Also, regarding the poem as an address to the beloved (mentioned in a previous post) see Allen Grossman in The Sighted Singer.

Anyway, I enjoy the blog. Keep it up.

All best,
Joshua Adams
Right. I will address these issues in reverse order. Re Grossman, I have been fascinated and half-persuaded by his arguments for some time, even as I find his over-the-top Romanticism makes for an inadequate account of poetic possibility. I do find the idea of writing for a Beloved a powerful one, and perhaps the necessary completion of the circuit in lyric poetry. In more discursive or meditative poetry the Beloved might be conceived in a more public way: hearing rather than overhearing.

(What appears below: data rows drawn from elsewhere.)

//! Spell identity and cast classification.
//!
//! - `SpellId`: opaque spell identity, with a few well-known constants
//! - `SpellLevel`: validated mastery tier a spell is cast at
//! - `Mode`: what triggered the cast
//! - `AimType`: what kind of aim point a spell expects

use serde::{Deserialize, Serialize};

/// Spell identifier.
///
/// The engine only interprets the ids that appear in prepare override
/// tables. Everything else is opaque.
#[derive(Clone, Copy, Debug, PartialEq, Eq, PartialOrd, Ord, Hash, Serialize, Deserialize)]
pub struct SpellId(pub u16);

impl SpellId {
    pub const MAGIC_ARROW: Self = Self(15);
    pub const LIGHTNING_BOLT: Self = Self(17);
    pub const CHAIN_LIGHTNING: Self = Self(19);
    pub const DISPEL: Self = Self(35);
    pub const CURE: Self = Self(37);
    pub const RESURRECTION: Self = Self(38);
    pub const ANIMATE_DEAD: Self = Self(39);

    /// Create a new spell ID.
    #[must_use]
    pub const fn new(id: u16) -> Self {
        Self(id)
    }

    /// Get the raw ID value.
    #[must_use]
    pub const fn raw(self) -> u16 {
        self.0
    }
}

impl std::fmt::Display for SpellId {
    fn fmt(&self, f: &mut std::fmt::Formatter<'_>) -> std::fmt::Result {
        write!(f, "Spell({})", self.0)
    }
}

/// Mastery tier a spell is cast at.
///
/// Only `0..SpellLevel::COUNT` can be constructed, so per-level storage can
/// be a fixed array.
#[derive(Clone, Copy, Debug, PartialEq, Eq, PartialOrd, Ord, Hash, Serialize, Deserialize)]
#[serde(try_from = "u8", into = "u8")]
pub struct SpellLevel(u8);

impl SpellLevel {
    /// Number of distinct levels.
    pub const COUNT: usize = 4;

    pub const NONE: Self = Self(0);
    pub const BASIC: Self = Self(1);
    pub const ADVANCED: Self = Self(2);
    pub const EXPERT: Self = Self(3);

    /// Configuration keys for each level, indexed by level.
    pub const NAMES: [&'static str; Self::COUNT] = ["none", "basic", "advanced", "expert"];

    /// Create a level, returning `None` if out of range.
    #[must_use]
    pub const fn new(level: u8) -> Option<Self> {
        if (level as usize) < Self::COUNT {
            Some(Self(level))
        } else {
            None
        }
    }

    /// Look up a level by its configuration key.
    #[must_use]
    pub fn from_name(name: &str) -> Option<Self> {
        Self::NAMES
            .iter()
            .position(|n| *n == name)
            .map(|idx| Self(idx as u8))
    }

    /// Index into per-level storage.
    #[must_use]
    pub const fn index(self) -> usize {
        self.0 as usize
    }

    /// Configuration key of this level.
    #[must_use]
    pub const fn name(self) -> &'static str {
        Self::NAMES[self.0 as usize]
    }

    /// Iterate over all levels, lowest first.
    pub fn all() -> impl Iterator<Item = SpellLevel> {
        (0..Self::COUNT as u8).map(SpellLevel)
    }
}

impl TryFrom<u8> for SpellLevel {
    type Error = String;

    fn try_from(level: u8) -> Result<Self, Self::Error> {
        Self::new(level).ok_or_else(|| format!("spell level {level} out of range"))
    }
}

impl From<SpellLevel> for u8 {
    fn from(level: SpellLevel) -> Self {
        level.0
    }
}

impl std::fmt::Display for SpellLevel {
    fn fmt(&self, f: &mut std::fmt::Formatter<'_>) -> std::fmt::Result {
        f.write_str(self.name())
    }
}

/// What triggered a cast.
#[derive(Clone, Copy, Debug, PartialEq, Eq, Hash, Serialize, Deserialize)]
pub enum Mode {
    /// Player-directed cast from a hero's spellbook.
    Hero,
    /// Redirected by a magic mirror.
    MagicMirror,
    /// Activated ability of a creature.
    CreatureActive,
    /// Start-of-turn cast by an enchanter creature.
    Enchanter,
    /// Cast as a side effect of an attack.
    SpellLikeAttack,
    /// Passive, condition-triggered cast.
    Passive,
}

impl Mode {
    /// Whether a player directed this cast by hand.
    #[must_use]
    pub const fn is_player_directed(self) -> bool {
        matches!(self, Self::Hero)
    }
}

/// Kind of aim point a spell expects.
#[derive(Clone, Copy, Debug, PartialEq, Eq, Hash, Serialize, Deserialize)]
#[serde(rename_all = "SCREAMING_SNAKE_CASE")]
pub enum AimType {
    /// Cast without choosing anything.
    NoTarget,
    /// Aimed at a unit.
    Creature,
    /// Aimed at an obstacle.
    Obstacle,
    /// Aimed at a hex.
    Location,
}

#[cfg(test)]
mod tests {
    use super::*;

    #[test]
    fn test_level_range() {
        assert_eq!(SpellLevel::new(0), Some(SpellLevel::NONE));
        assert_eq!(SpellLevel::new(3), Some(SpellLevel::EXPERT));
        assert_eq!(SpellLevel::new(4), None);
    }

    #[test]
    fn test_level_names() {
        assert_eq!(SpellLevel::from_name("advanced"), Some(SpellLevel::ADVANCED));
        assert_eq!(SpellLevel::from_name("grandmaster"), None);
        assert_eq!(SpellLevel::BASIC.name(), "basic");
        assert_eq!(SpellLevel::all().count(), SpellLevel::COUNT);
    }

    #[test]
    fn test_level_serde_rejects_out_of_range() {
        let level: SpellLevel = serde_json::from_str("2").unwrap();
        assert_eq!(level, SpellLevel::ADVANCED);
        assert!(serde_json::from_str::<SpellLevel>("9").is_err());
    }

    #[test]
    fn test_aim_type_serde() {
        let aim: AimType = serde_json::from_str("\"NO_TARGET\"").unwrap();
        assert_eq!(aim, AimType::NoTarget);
        assert_eq!(serde_json::to_string(&AimType::Creature).unwrap(), "\"CREATURE\"");
    }

    #[test]
    fn test_mode_player_directed() {
        assert!(Mode::Hero.is_player_directed());
        assert!(!Mode::CreatureActive.is_player_directed());
        assert!(!Mode::Passive.is_player_directed());
    }
}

The "lip service to a left Hegelian critique of social consciousness" suggests the same skepticism that a number of the Language poets have expressed regarding the work of younger poets who they perceive as having adopted the techniques of Language poetry while discarding its political formations. I think a number of post-avants, though by no means all, have a much more "activated" political consciousness now than they did in the 1990s, and that consciousness sometimes emerges directly in their poems. At the same time, the new consciousness about markets (and/or "the context of production") does strike me as having continuity with Language poetry and the NY School (the "last avant-gardes"), both of whom were very active in creating the necessary conditions for their own reception by starting magazines, presses, reading series, etc. It's easy to be cynical about what you might call the "market exceptionalism" of the post-avants, who in various ways seek to subvert or overcome the institutionalized poetic economy, especially when these poets end up participating in that economy (by winning prizes, taking academic jobs, publishing with commercial presses, etc.). But I don't think we can discard the question of poetic practice so quickly—or rather, practices, since once of the manifest pleasures of post-avant writing is the incredible diversity of styles and subjects it manages to incorporate. It's true that any kind of style of writing can be commodified: it's the interaction between text and praxis (as apparent in the DIY ethic of many post-avants, in their critical maneuvers, in their teaching) that keeps alive the dream of use-value, aura, the poem as good and not commodity. This is admittedly regressive in comparison to radical avant-garde practice, which seeks to destroy art in its artness; but this strategy has been for the moment set aside in favor of a cautious humanism and respect for the contingencies of daily life—with actual poems (as opposed to theory) being one of those contingencies. The poem that helps you live another day, without acting as a narcotic—that's what I sense many of the poems in The Hat (the post-avant magazine of the hour) are trying to be.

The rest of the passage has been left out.